» To do:
Tally every line in the following material that has the word "clone" in it, and answer with that figure alone.

************

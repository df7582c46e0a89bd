mod support;

use anyhow::Result;
use chrono::{Days, Utc};
use futures::future::join_all;
use shelf_core::api_types::{BookPatch, BorrowingInput, BorrowingPatch};
use shelf_core::model::{BookId, BorrowingId, MemberId};
use shelf_core::{ConflictKind, EntityKind, ShelfError};

use support::Fixture;

#[tokio::test]
async fn borrow_then_return_restores_copies() -> Result<()> {
    let fx = Fixture::new();
    let library = fx.library("Central").await;
    let book = fx.book(&library, "The Hobbit", "9780261102217", 3).await;
    let member = fx.member(&library, "Bilbo", true).await;

    let borrowing = fx.circulation.borrow_book(book.id, member.id, None).await?;
    assert!(!borrowing.is_returned);
    assert_eq!(borrowing.return_date, None);
    assert_eq!(
        borrowing.due_date,
        borrowing.borrow_date.date_naive() + Days::new(14)
    );
    assert_eq!(fx.catalog.get_book(book.id).await?.available_copies, 2);

    let returned = fx.circulation.return_book(borrowing.id).await?;
    assert!(returned.is_returned);
    assert_eq!(returned.return_date, Some(Utc::now().date_naive()));
    assert_eq!(fx.catalog.get_book(book.id).await?.available_copies, 3);
    Ok(())
}

#[tokio::test]
async fn borrowing_without_copies_records_nothing() -> Result<()> {
    let fx = Fixture::new();
    let library = fx.library("Central").await;
    let book = fx.book(&library, "Silmarillion", "9780261102736", 0).await;
    let member = fx.member(&library, "Frodo", true).await;

    let err = fx
        .circulation
        .borrow_book(book.id, member.id, None)
        .await
        .unwrap_err();
    assert_eq!(err.conflict(), Some(ConflictKind::BookUnavailable));
    assert!(fx.circulation.list_borrowings().await?.is_empty());
    assert_eq!(fx.catalog.get_book(book.id).await?.available_copies, 0);
    Ok(())
}

#[tokio::test]
async fn inactive_member_cannot_borrow() -> Result<()> {
    let fx = Fixture::new();
    let library = fx.library("Central").await;
    let book = fx.book(&library, "Unfinished Tales", "9780261102156", 1).await;
    let member = fx.member(&library, "Lobelia", false).await;

    let err = fx
        .circulation
        .borrow_book(book.id, member.id, None)
        .await
        .unwrap_err();
    assert_eq!(err.conflict(), Some(ConflictKind::MemberInactive));
    assert_eq!(fx.catalog.get_book(book.id).await?.available_copies, 1);
    Ok(())
}

#[tokio::test]
async fn missing_book_and_member_are_not_found() -> Result<()> {
    let fx = Fixture::new();
    let library = fx.library("Central").await;
    let book = fx.book(&library, "Beren and Luthien", "9780008214197", 1).await;

    let err = fx
        .circulation
        .borrow_book(BookId(404), MemberId(404), None)
        .await
        .unwrap_err();
    assert!(matches!(err, ShelfError::NotFound(EntityKind::Book)));

    let err = fx
        .circulation
        .borrow_book(book.id, MemberId(404), None)
        .await
        .unwrap_err();
    assert!(matches!(err, ShelfError::NotFound(EntityKind::Member)));

    // lookups come before the loan length check
    let err = fx
        .circulation
        .borrow_book(BookId(404), MemberId(404), Some(0))
        .await
        .unwrap_err();
    assert!(matches!(err, ShelfError::NotFound(EntityKind::Book)));

    let err = fx
        .circulation
        .borrow_book(book.id, MemberId(404), Some(0))
        .await
        .unwrap_err();
    assert!(matches!(err, ShelfError::NotFound(EntityKind::Member)));

    let err = fx.circulation.return_book(BorrowingId(404)).await.unwrap_err();
    assert!(matches!(err, ShelfError::NotFound(EntityKind::Borrowing)));
    Ok(())
}

#[tokio::test]
async fn second_return_is_rejected_without_double_increment() -> Result<()> {
    let fx = Fixture::new();
    let library = fx.library("Central").await;
    let book = fx.book(&library, "The Two Towers", "9780261102361", 2).await;
    let member = fx.member(&library, "Sam", true).await;

    let borrowing = fx.circulation.borrow_book(book.id, member.id, Some(7)).await?;
    fx.circulation.return_book(borrowing.id).await?;

    let err = fx.circulation.return_book(borrowing.id).await.unwrap_err();
    assert_eq!(err.conflict(), Some(ConflictKind::AlreadyReturned));
    assert_eq!(fx.catalog.get_book(book.id).await?.available_copies, 2);
    Ok(())
}

#[tokio::test]
async fn return_into_a_full_book_is_an_invariant_fault() -> Result<()> {
    let fx = Fixture::new();
    let library = fx.library("Central").await;
    let book = fx.book(&library, "Return of the King", "9780261102378", 1).await;
    let member = fx.member(&library, "Pippin", true).await;

    let borrowing = fx.circulation.borrow_book(book.id, member.id, None).await?;
    // Someone bumps the count back by hand while the loan is still open.
    fx.catalog
        .patch_book(
            book.id,
            BookPatch {
                available_copies: Some(1),
                ..Default::default()
            },
        )
        .await?;

    let err = fx.circulation.return_book(borrowing.id).await.unwrap_err();
    assert!(matches!(err, ShelfError::Invariant(_)));

    let stored = fx.circulation.get_borrowing(borrowing.id).await?;
    assert!(!stored.is_returned, "rolled back");
    assert_eq!(fx.catalog.get_book(book.id).await?.available_copies, 1);
    Ok(())
}

#[tokio::test]
async fn loan_days_outside_policy_are_rejected() -> Result<()> {
    let fx = Fixture::new();
    let library = fx.library("Central").await;
    let book = fx.book(&library, "Farmer Giles", "9780261102927", 1).await;
    let member = fx.member(&library, "Merry", true).await;

    for days in [0, 366] {
        let err = fx
            .circulation
            .borrow_book(book.id, member.id, Some(days))
            .await
            .unwrap_err();
        assert!(matches!(err, ShelfError::Validation { field: "days", .. }));
    }
    assert_eq!(fx.catalog.get_book(book.id).await?.available_copies, 1);
    Ok(())
}

#[tokio::test(flavor = "multi_thread", worker_threads = 4)]
async fn concurrent_borrows_of_last_copy_admit_exactly_one() -> Result<()> {
    let fx = Fixture::new();
    let library = fx.library("Central").await;
    let book = fx.book(&library, "The Fall of Gondolin", "9780008302757", 1).await;

    let mut members = Vec::new();
    for i in 0..8 {
        members.push(fx.member(&library, &format!("Elf{i}"), true).await);
    }

    let attempts = members.iter().map(|member| {
        let circulation = fx.circulation.clone();
        let (book_id, member_id) = (book.id, member.id);
        tokio::spawn(async move { circulation.borrow_book(book_id, member_id, None).await })
    });
    let results = join_all(attempts).await;

    let mut successes = 0;
    let mut unavailable = 0;
    for joined in results {
        match joined? {
            Ok(_) => successes += 1,
            Err(err) if err.conflict() == Some(ConflictKind::BookUnavailable) => {
                unavailable += 1
            }
            Err(other) => panic!("unexpected error: {other}"),
        }
    }

    assert_eq!(successes, 1);
    assert_eq!(unavailable, 7);
    assert_eq!(fx.catalog.get_book(book.id).await?.available_copies, 0);
    assert_eq!(fx.circulation.list_borrowings().await?.len(), 1);
    Ok(())
}

#[tokio::test(flavor = "multi_thread", worker_threads = 4)]
async fn metadata_edits_during_borrows_keep_copy_accounting() -> Result<()> {
    for round in 0..5 {
        let fx = Fixture::new();
        let library = fx.library("Central").await;
        let book = fx.book(&library, "The Silmarillion", "9780261102736", 40).await;

        let mut members = Vec::new();
        for i in 0..40 {
            members.push(fx.member(&library, &format!("Reader{i}"), true).await);
        }

        let mut tasks = Vec::new();
        for (i, member) in members.iter().enumerate() {
            let circulation = fx.circulation.clone();
            let (book_id, member_id) = (book.id, member.id);
            tasks.push(tokio::spawn(async move {
                circulation.borrow_book(book_id, member_id, None).await.map(|_| ())
            }));

            let catalog = fx.catalog.clone();
            let patch = BookPatch {
                description: Some(format!("edition note {i}")),
                ..Default::default()
            };
            tasks.push(tokio::spawn(async move {
                catalog.patch_book(book_id, patch).await.map(|_| ())
            }));
        }
        for joined in join_all(tasks).await {
            joined??;
        }

        let stored = fx.catalog.get_book(book.id).await?;
        let active = fx
            .circulation
            .list_borrowings()
            .await?
            .into_iter()
            .filter(|loan| !loan.is_returned)
            .count();
        assert_eq!(active, 40, "round {round}");
        assert_eq!(stored.available_copies, 0, "round {round}");
        assert_eq!(stored.total_copies, 40, "round {round}");
    }
    Ok(())
}

#[tokio::test]
async fn member_borrowings_are_newest_first() -> Result<()> {
    let fx = Fixture::new();
    let library = fx.library("Central").await;
    let first = fx.book(&library, "Leaf by Niggle", "9780007105045", 1).await;
    let second = fx.book(&library, "Smith of Wootton", "9780261102248", 1).await;
    let member = fx.member(&library, "Tom", true).await;
    let other = fx.member(&library, "Goldberry", true).await;

    let older = fx.circulation.borrow_book(first.id, member.id, None).await?;
    let newer = fx.circulation.borrow_book(second.id, member.id, None).await?;
    fx.circulation.return_book(older.id).await?;
    fx.circulation.borrow_book(first.id, other.id, None).await?;

    let listed = fx.circulation.member_borrowings(member.id).await?;
    let ids: Vec<_> = listed.iter().map(|b| b.id).collect();
    assert_eq!(ids, vec![newer.id, older.id]);

    let err = fx
        .circulation
        .member_borrowings(MemberId(404))
        .await
        .unwrap_err();
    assert!(err.is_not_found());
    Ok(())
}

#[tokio::test]
async fn availability_reports_copy_counts() -> Result<()> {
    let fx = Fixture::new();
    let library = fx.library("Central").await;
    let book = fx.book(&library, "Roverandom", "9780261103191", 1).await;
    let member = fx.member(&library, "Rover", true).await;

    let report = fx.circulation.availability(book.id).await?;
    assert!(report.is_available);
    assert_eq!((report.available_copies, report.total_copies), (1, 1));

    fx.circulation.borrow_book(book.id, member.id, None).await?;
    let report = fx.circulation.availability(book.id).await?;
    assert!(!report.is_available);
    assert_eq!(report.title, "Roverandom");

    assert!(fx.circulation.availability(BookId(404)).await.is_err());
    Ok(())
}

#[tokio::test]
async fn direct_borrowing_records_follow_the_lifecycle_rules() -> Result<()> {
    let fx = Fixture::new();
    let library = fx.library("Central").await;
    let book = fx.book(&library, "Mr. Bliss", "9780261102989", 1).await;
    let member = fx.member(&library, "Bliss", true).await;
    let due = Utc::now().date_naive() + Days::new(3);

    let active = fx
        .circulation
        .create_borrowing(BorrowingInput {
            book: book.id,
            member: member.id,
            due_date: due,
            return_date: None,
            is_returned: false,
        })
        .await?;
    assert_eq!(active.due_date, due);
    assert_eq!(fx.catalog.get_book(book.id).await?.available_copies, 0);

    let history = fx
        .circulation
        .create_borrowing(BorrowingInput {
            book: book.id,
            member: member.id,
            due_date: due,
            return_date: None,
            is_returned: true,
        })
        .await?;
    assert!(history.is_returned);
    assert!(history.return_date.is_some());
    assert_eq!(fx.catalog.get_book(book.id).await?.available_copies, 0);

    let err = fx
        .circulation
        .create_borrowing(BorrowingInput {
            book: book.id,
            member: member.id,
            due_date: due,
            return_date: None,
            is_returned: false,
        })
        .await
        .unwrap_err();
    assert_eq!(err.conflict(), Some(ConflictKind::BookUnavailable));

    let later = due + Days::new(7);
    let patched = fx
        .circulation
        .patch_borrowing(active.id, BorrowingPatch { due_date: Some(later) })
        .await?;
    assert_eq!(patched.due_date, later);
    assert!(!patched.is_returned);
    Ok(())
}

#[tokio::test]
async fn deleting_an_active_borrowing_releases_its_copy() -> Result<()> {
    let fx = Fixture::new();
    let library = fx.library("Central").await;
    let book = fx.book(&library, "The Homecoming", "9780048220161", 2).await;
    let member = fx.member(&library, "Torhthelm", true).await;

    let active = fx.circulation.borrow_book(book.id, member.id, None).await?;
    let returned = fx.circulation.borrow_book(book.id, member.id, None).await?;
    fx.circulation.return_book(returned.id).await?;
    assert_eq!(fx.catalog.get_book(book.id).await?.available_copies, 1);

    fx.circulation.delete_borrowing(returned.id).await?;
    assert_eq!(fx.catalog.get_book(book.id).await?.available_copies, 1);

    fx.circulation.delete_borrowing(active.id).await?;
    assert_eq!(fx.catalog.get_book(book.id).await?.available_copies, 2);

    let err = fx.circulation.delete_borrowing(active.id).await.unwrap_err();
    assert!(err.is_not_found());
    Ok(())
}

#[tokio::test]
async fn borrowing_views_embed_book_and_member() -> Result<()> {
    let fx = Fixture::new();
    let library = fx.library("Central").await;
    let book = fx.book(&library, "Tree and Leaf", "9780261102729", 1).await;
    let member = fx.member(&library, "Niggle", true).await;

    let borrowing = fx.circulation.borrow_book(book.id, member.id, None).await?;
    let view = fx.circulation.borrowing_view(borrowing).await?;
    assert_eq!(view.member_name, "Niggle");
    assert_eq!(view.book_details.title, "Tree and Leaf");
    assert_eq!(view.book_details.available_copies, 0);

    let json = serde_json::to_value(&view)?;
    assert_eq!(json["book"], book.id.get());
    assert_eq!(json["member"], member.id.get());
    assert_eq!(json["book_details"]["isbn"], "9780261102729");
    Ok(())
}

************

» Completed exercise:
3